As such, Bataller says more medical institutions will become wellness institutions.
A wake-up call for personal well-being
For busy CEOs looking for wellness tips during times of uncertainty, Bataller offers the following advice based on his experience transforming lives of thousands of CEOs from around the world:
- Take time for yourself to reconnect and reset. “At SHA, 60% of our clientele are single travelers. As travel restrictions ease, try to find, at least once a year, alone time for more mindful and transformational travel experiences. The majority of our guests, more especially CEOs, come alone and many work from here spending a few weeks while improving their health goal. We understand the need to take your car or boat to periodic maintenance, but some of us are still not used to seeing how crucial it is to do this for ourselves, recharging our batteries for better performance.”

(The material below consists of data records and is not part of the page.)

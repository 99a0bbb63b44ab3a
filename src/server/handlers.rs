//! Route handlers.

use super::error::{ApiError, ApiResult};
use super::{AppState, JOB_FINISHED_HEADER, JOB_ID_HEADER};
use crate::controller::HealthSnapshot;
use crate::error::ValidationError;
use crate::job::JobId;
use crate::pipeline::input::Upload;
use crate::progress::WireEvent;
use crate::stream::{self, WireStream};
use axum::extract::{Multipart, Path, State};
use axum::http::header::{CONTENT_DISPOSITION, CONTENT_TYPE};
use axum::http::{HeaderName, HeaderValue, StatusCode};
use axum::response::sse::{Event, KeepAlive, Sse};
use axum::response::{IntoResponse, Response};
use axum::Json;
use futures::stream::{Stream, StreamExt};
use serde::Serialize;
use std::convert::Infallible;
use tracing::{debug, warn};

/// Multipart field carrying the document.
const FILE_FIELD: &str = "file";

/// POST /convert
///
/// Run a conversion to completion and return the artifact bytes.
pub async fn convert(State(state): State<AppState>, multipart: Multipart) -> ApiResult<Response> {
    let upload = read_upload(multipart, state.controller.config().max_upload_bytes).await?;
    let handle = state.controller.submit(upload)?;
    let id = handle.id();
    let artifact = handle
        .result()
        .await
        .map_err(|e| ApiError::for_job(e, id))?;

    let headers = [
        (CONTENT_TYPE, artifact.media_type.clone()),
        (
            CONTENT_DISPOSITION,
            format!("attachment; filename=\"{}\"", artifact.filename),
        ),
        (HeaderName::from_static(JOB_ID_HEADER), id.to_string()),
    ];
    Ok((headers, artifact.bytes.clone()).into_response())
}

/// POST /convert/stream
///
/// Same input as `/convert`; progress is delivered as Server-Sent Events.
/// A rejected upload gets a plain JSON error before any stream is opened.
pub async fn convert_stream(
    State(state): State<AppState>,
    multipart: Multipart,
) -> ApiResult<Response> {
    let upload = read_upload(multipart, state.controller.config().max_upload_bytes).await?;
    let (id, wire) = stream::convert_stream(&state.controller, upload)?;
    Ok(sse_response(id, wire))
}

/// GET /jobs/{id}/events
///
/// Replay a job's events from the start, then follow it live. The
/// `x-job-finished` header tells whether the job had already ended.
pub async fn job_events(
    State(state): State<AppState>,
    Path(raw_id): Path<String>,
) -> ApiResult<Response> {
    let id: JobId = raw_id
        .parse()
        .map_err(|_| ApiError::BadRequest(format!("'{raw_id}' is not a valid job id")))?;
    let events = state
        .controller
        .subscribe(id)
        .ok_or_else(|| ApiError::NotFound(format!("job {id} is unknown or expired")))?;
    let finished = state.controller.bus().retained(id);
    debug!(job_id = %id, finished, "Attaching to job events");

    let mut response = sse_response(id, stream::to_wire(events));
    response.headers_mut().insert(
        HeaderName::from_static(JOB_FINISHED_HEADER),
        HeaderValue::from_static(if finished { "true" } else { "false" }),
    );
    Ok(response)
}

#[derive(Serialize)]
struct HealthResponse {
    status: &'static str,
    version: &'static str,
    #[serde(flatten)]
    usage: HealthSnapshot,
}

/// GET /health
pub async fn health(State(state): State<AppState>) -> (StatusCode, Json<impl Serialize>) {
    (
        StatusCode::OK,
        Json(HealthResponse {
            status: "healthy",
            version: env!("CARGO_PKG_VERSION"),
            usage: state.controller.health(),
        }),
    )
}

fn sse_response(id: JobId, wire: WireStream) -> Response {
    let sse = Sse::new(sse_events(wire)).keep_alive(KeepAlive::default());
    ([(HeaderName::from_static(JOB_ID_HEADER), id.to_string())], sse).into_response()
}

fn sse_events(wire: WireStream) -> impl Stream<Item = Result<Event, Infallible>> + Send {
    wire.map(|event| Ok(to_sse(&event)))
}

fn to_sse(event: &WireEvent) -> Event {
    Event::default()
        .event("message")
        .json_data(event)
        .unwrap_or_else(|e| {
            warn!(error = %e, "Could not serialise progress event");
            Event::default()
                .event("message")
                .data(r#"{"status":"error","message":"event serialisation failed"}"#)
        })
}

/// Pull the `file` field out of the form.
///
/// The field is read chunk by chunk. Once the running total passes
/// `max_bytes`, chunks are still counted but no longer kept, so the
/// validator sees the true size without the server buffering it.
async fn read_upload(mut multipart: Multipart, max_bytes: u64) -> ApiResult<Upload> {
    while let Some(mut field) = multipart
        .next_field()
        .await
        .map_err(|e| ApiError::BadRequest(e.body_text()))?
    {
        if field.name() != Some(FILE_FIELD) {
            debug!(field = ?field.name(), "Skipping multipart field");
            continue;
        }

        let filename = field.file_name().unwrap_or("upload").to_string();
        let content_type = field.content_type().map(str::to_string);
        let mut size: u64 = 0;
        let mut bytes = Vec::new();

        loop {
            match field.chunk().await {
                Ok(Some(chunk)) => {
                    size += chunk.len() as u64;
                    if size <= max_bytes {
                        bytes.extend_from_slice(&chunk);
                    }
                }
                Ok(None) => break,
                Err(e) if e.status() == StatusCode::PAYLOAD_TOO_LARGE => {
                    return Err(ValidationError::TooLarge {
                        size: size.max(max_bytes + 1),
                        limit: max_bytes,
                    }
                    .into());
                }
                Err(e) => return Err(ApiError::BadRequest(e.body_text())),
            }
        }

        return Ok(Upload {
            filename,
            content_type,
            size,
            bytes,
        });
    }
    Err(ValidationError::MissingFile.into())
}
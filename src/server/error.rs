//! HTTP error mapping.
//!
//! Every [`GatewayError`] maps to exactly one status code and a JSON body of
//! the shape `{"error": "...", "code": "...", "job_id"?: "...", "reason"?: "..."}`.
//! `reason` is the engine failure's sub-reason, present only for `ENGINE_ERROR`.

use crate::error::{GatewayError, ValidationError};
use crate::job::JobId;
use axum::http::StatusCode;
use axum::response::{IntoResponse, Response};
use serde_json::json;

/// Client closed the connection before the response (nginx convention).
const CLIENT_CLOSED_REQUEST: u16 = 499;

/// Application-level error type for HTTP handlers.
#[derive(Debug, thiserror::Error)]
pub enum ApiError {
    /// A failure from the orchestration core, tagged with its job when known.
    #[error("{error}")]
    Gateway {
        error: GatewayError,
        job_id: Option<JobId>,
    },

    /// Malformed request that never became a job.
    #[error("Bad request: {0}")]
    BadRequest(String),

    /// Unknown or expired job.
    #[error("Not found: {0}")]
    NotFound(String),
}

/// Convenience type alias for handler return values.
pub type ApiResult<T> = Result<T, ApiError>;

impl ApiError {
    pub fn for_job(error: GatewayError, job_id: JobId) -> Self {
        ApiError::Gateway {
            error,
            job_id: Some(job_id),
        }
    }

    pub fn status(&self) -> StatusCode {
        match self {
            ApiError::Gateway { error, .. } => gateway_status(error),
            ApiError::BadRequest(_) => StatusCode::BAD_REQUEST,
            ApiError::NotFound(_) => StatusCode::NOT_FOUND,
        }
    }
}

impl From<GatewayError> for ApiError {
    fn from(error: GatewayError) -> Self {
        ApiError::Gateway {
            error,
            job_id: None,
        }
    }
}

impl From<ValidationError> for ApiError {
    fn from(error: ValidationError) -> Self {
        GatewayError::from(error).into()
    }
}

fn gateway_status(error: &GatewayError) -> StatusCode {
    match error {
        GatewayError::Validation(v) => match v {
            ValidationError::TooLarge { .. } => StatusCode::PAYLOAD_TOO_LARGE,
            ValidationError::Empty { .. } => StatusCode::BAD_REQUEST,
            ValidationError::UnsupportedType { .. } | ValidationError::ContentMismatch { .. } => {
                StatusCode::UNSUPPORTED_MEDIA_TYPE
            }
            ValidationError::MissingFile => StatusCode::UNPROCESSABLE_ENTITY,
        },
        GatewayError::ResourceExhausted(_) => StatusCode::INSUFFICIENT_STORAGE,
        GatewayError::ServiceBusy { .. } => StatusCode::SERVICE_UNAVAILABLE,
        GatewayError::Engine(_) => StatusCode::BAD_GATEWAY,
        GatewayError::Timeout { .. } => StatusCode::GATEWAY_TIMEOUT,
        GatewayError::Cancelled => {
            StatusCode::from_u16(CLIENT_CLOSED_REQUEST).unwrap_or(StatusCode::BAD_REQUEST)
        }
        GatewayError::InvalidConfig(_) | GatewayError::Internal(_) => {
            StatusCode::INTERNAL_SERVER_ERROR
        }
    }
}

impl IntoResponse for ApiError {
    fn into_response(self) -> Response {
        let status = self.status();
        let (code, message, job_id, reason) = match &self {
            ApiError::Gateway { error, job_id } => {
                if status.is_server_error() {
                    tracing::error!(error = %error, job_id = ?job_id, "Request failed");
                }
                let reason = match error {
                    GatewayError::Engine(failure) => Some(failure.reason()),
                    _ => None,
                };
                (error.kind().as_str(), error.to_string(), *job_id, reason)
            }
            ApiError::BadRequest(msg) => ("BAD_REQUEST", msg.clone(), None, None),
            ApiError::NotFound(msg) => ("NOT_FOUND", msg.clone(), None, None),
        };

        let mut body = json!({ "error": message, "code": code });
        if let Some(id) = job_id {
            body["job_id"] = json!(id);
        }
        if let Some(reason) = reason {
            body["reason"] = json!(reason);
        }

        (status, axum::Json(body)).into_response()
    }
}
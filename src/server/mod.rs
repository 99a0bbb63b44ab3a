//! HTTP adapter: axum routes over a shared [`JobController`].
//!
//! | Route                    | Handler                        |
//! |--------------------------|--------------------------------|
//! | `POST /convert`          | [`handlers::convert`]          |
//! | `POST /convert/stream`   | [`handlers::convert_stream`]   |
//! | `GET  /jobs/{id}/events` | [`handlers::job_events`]       |
//! | `GET  /health`           | [`handlers::health`]           |
//!
//! The router is built by [`router`] so the binary and the integration
//! tests run exactly the same middleware stack.

pub mod error;
pub mod handlers;

use crate::controller::JobController;
use axum::extract::DefaultBodyLimit;
use axum::http::HeaderName;
use axum::routing::{get, post};
use axum::Router;
use std::future::Future;
use tokio::net::TcpListener;
use tower_http::catch_panic::CatchPanicLayer;
use tower_http::request_id::{MakeRequestUuid, PropagateRequestIdLayer, SetRequestIdLayer};
use tower_http::trace::{DefaultMakeSpan, DefaultOnResponse, TraceLayer};
use tracing::{info, Level};

/// Response header carrying the job id.
pub const JOB_ID_HEADER: &str = "x-job-id";

/// On `/jobs/{id}/events`: `true` when the stream is a replay of a finished job.
pub const JOB_FINISHED_HEADER: &str = "x-job-finished";

/// Multipart framing allowance on top of the file itself.
const MULTIPART_OVERHEAD: usize = 1024 * 1024;

/// Shared state available to all handlers via `State<AppState>`.
///
/// Cheap to clone; everything inside is behind an `Arc`.
#[derive(Clone)]
pub struct AppState {
    pub controller: JobController,
}

impl AppState {
    pub fn new(controller: JobController) -> Self {
        Self { controller }
    }
}

/// Build the full application [`Router`] with all middleware layers.
///
/// The middleware stack is applied bottom-up:
///
/// 1. Set request ID on incoming requests
/// 2. Structured request/response tracing
/// 3. Propagate request ID to response
/// 4. Panic recovery (catch panics, return 500)
///
/// The request body limit is set well above the upload limit, so an
/// oversized upload is measured and refused by the handler with a proper
/// JSON error instead of being cut off mid-stream.
pub fn router(state: AppState) -> Router {
    let request_id_header = HeaderName::from_static("x-request-id");
    let max_upload = usize::try_from(state.controller.config().max_upload_bytes).unwrap_or(usize::MAX);
    let body_limit = max_upload
        .saturating_mul(2)
        .saturating_add(MULTIPART_OVERHEAD);

    Router::new()
        .route("/convert", post(handlers::convert))
        .route("/convert/stream", post(handlers::convert_stream))
        .route("/jobs/{id}/events", get(handlers::job_events))
        .route("/health", get(handlers::health))
        .layer(DefaultBodyLimit::max(body_limit))
        // -- Middleware stack (applied bottom-up) --
        .layer(CatchPanicLayer::new())
        .layer(PropagateRequestIdLayer::new(request_id_header.clone()))
        .layer(
            TraceLayer::new_for_http()
                .make_span_with(DefaultMakeSpan::new().level(Level::INFO))
                .on_response(DefaultOnResponse::new().level(Level::INFO)),
        )
        .layer(SetRequestIdLayer::new(request_id_header, MakeRequestUuid))
        .with_state(state)
}

/// Serve the router on `listener` until `shutdown` resolves.
pub async fn serve<F>(listener: TcpListener, state: AppState, shutdown: F) -> std::io::Result<()>
where
    F: Future<Output = ()> + Send + 'static,
{
    if let Ok(addr) = listener.local_addr() {
        info!(%addr, "Listening");
    }
    axum::serve(listener, router(state))
        .with_graceful_shutdown(shutdown)
        .await
}
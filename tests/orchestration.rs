//! Job lifecycle tests against stub engines.
//!
//! Each test writes a tiny shell script standing in for the OMR engine, runs
//! real subprocesses through the controller, and checks the observable
//! contract: event order, error classification, and that no workspace or
//! permit outlives its job.

#![cfg(unix)]

mod common;

use common::*;
use edgequake_omr::{
    EngineFailure, ErrorKind, GatewayError, JobState, ProgressEvent, ValidationError,
};
use futures::future::join_all;
use futures::StreamExt;
use std::time::{Duration, Instant};

// ── Test helpers ─────────────────────────────────────────────────────────────

/// Stages of non-detail events with consecutive repeats collapsed.
fn stage_path(events: &[ProgressEvent]) -> Vec<JobState> {
    let mut path: Vec<JobState> = Vec::new();
    for e in events.iter().filter(|e| !e.detail) {
        if path.last() != Some(&e.stage) {
            path.push(e.stage);
        }
    }
    path
}

fn assert_well_formed(events: &[ProgressEvent]) {
    assert!(!events.is_empty());
    for pair in events.windows(2) {
        assert!(pair[0].seq < pair[1].seq, "sequence numbers must increase");
    }
    let terminals = events.iter().filter(|e| e.is_terminal()).count();
    assert_eq!(terminals, 1, "exactly one terminal event");
    assert!(events.last().unwrap().is_terminal(), "terminal event is last");
}

fn messages(events: &[ProgressEvent]) -> Vec<&str> {
    events.iter().map(|e| e.message.as_str()).collect()
}

// ── Happy path ───────────────────────────────────────────────────────────────

#[tokio::test]
async fn png_runs_full_lifecycle_and_leaves_nothing_behind() {
    let sb = Sandbox::new();
    let engine = sb.script(
        "engine.sh",
        &format!(
            "echo 'INFO  StepMonitor | LOAD'\n\
             echo 'INFO  StepMonitor | BINARY'\n\
             echo 'INFO  StepMonitor | SCALE'\n\
             echo 'INFO  StepMonitor | GRID'\n\
             echo 'INFO  StepMonitor | HEADS'\n\
             echo 'INFO  StepMonitor | HEADS'\n\
             echo 'INFO  StepMonitor | RHYTHMS'\n\
             echo 'INFO  StepMonitor | PAGE'\n\
             echo 'Exporting score'\n\
             {WRITE_ARTIFACT}"
        ),
    );
    let ctl = sb.controller(sb.config(&engine));

    let handle = ctl.submit(png_upload("score.png", 2 * 1024 * 1024)).unwrap();
    let events: Vec<ProgressEvent> = handle.into_events().collect().await;

    assert_well_formed(&events);
    assert_eq!(
        stage_path(&events),
        [
            JobState::Queued,
            JobState::Validating,
            JobState::Preparing,
            JobState::Running,
            JobState::Extracting,
            JobState::Complete,
        ]
    );

    let msgs = messages(&events);
    for expected in [
        "Loading image",
        "Binarizing image",
        "Detecting staves",
        "Recognising symbols",
        "Building measures and rhythm",
        "Exporting MusicXML",
    ] {
        assert!(msgs.contains(&expected), "missing {expected:?} in {msgs:?}");
    }
    assert_eq!(
        msgs.iter().filter(|m| **m == "Recognising symbols").count(),
        1,
        "duplicate stages are collapsed"
    );

    let last = events.last().unwrap();
    assert_eq!(last.message, "Processing complete");
    let artifact = last.payload.as_ref().expect("complete carries the artifact");
    assert_eq!(artifact.bytes, STUB_ARTIFACT);
    assert_eq!(artifact.filename, "score.mxl");

    // Resources are released before the terminal event is published.
    assert_eq!(sb.leftover_workspaces(), 0);
    assert_eq!(ctl.gate().in_flight(), 0);
    assert_eq!(ctl.workspaces().live(), 0);
    assert_eq!(ctl.runner().launches(), 1);
}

- Make your free time relevant. “A spa or health clinic 30 years ago attracted predominantly overweight CEOs looking to lose weight. Today at SHA, the most representative CEOs are active people who don’t like any kind of excess, who take care of themselves and seek high performance. And if they have free time, they want to make it relevant. They don’t want to just lay out on a beautiful beach.”
- Focus on nutrition as a key pillar to health. “While many factors contribute to personal wellness, sustainable results cannot be achieved without good nutrition. We are what we eat. Listen to your body and live a life that does not require diets, or dramatic changes. This is about improving the relationship with yourself. From a young age we were trained on indulgence with something unhealthy, like ice cream, chocolate and later, alcohol.”
- Leverage technology to help sustain your health journey at home. “During lockdown, several health and wellness centers, including SHA, offered virtual apps with online programs, consultation and information. While these don’t replace the physical experience, they can support you in the journey and promote long-term wellness. And with new wearable devices and advances in digital health care technologies, you can take a more active control of monitoring your health.”
- Become the CEO of your own health. “Wellness is a path to health and well-being, where you have the knowledge and tools to take ownership and continue to evolve. It is about self-empowerment.”
While the COVID-19 crisis has devastated the travel industry, including wellness travel, Bataller believes the wellness sector is resilient and will bounce back, as people will have more incentive to spend on transformational experiences.
“This experience has allowed people to pause and reflect on their priorities,” he says. “It has been a humility lesson for everyone, shedding light on the importance of the holistic understanding of health and the different dimensions of wellness, including a bigger focus on mental wellness.”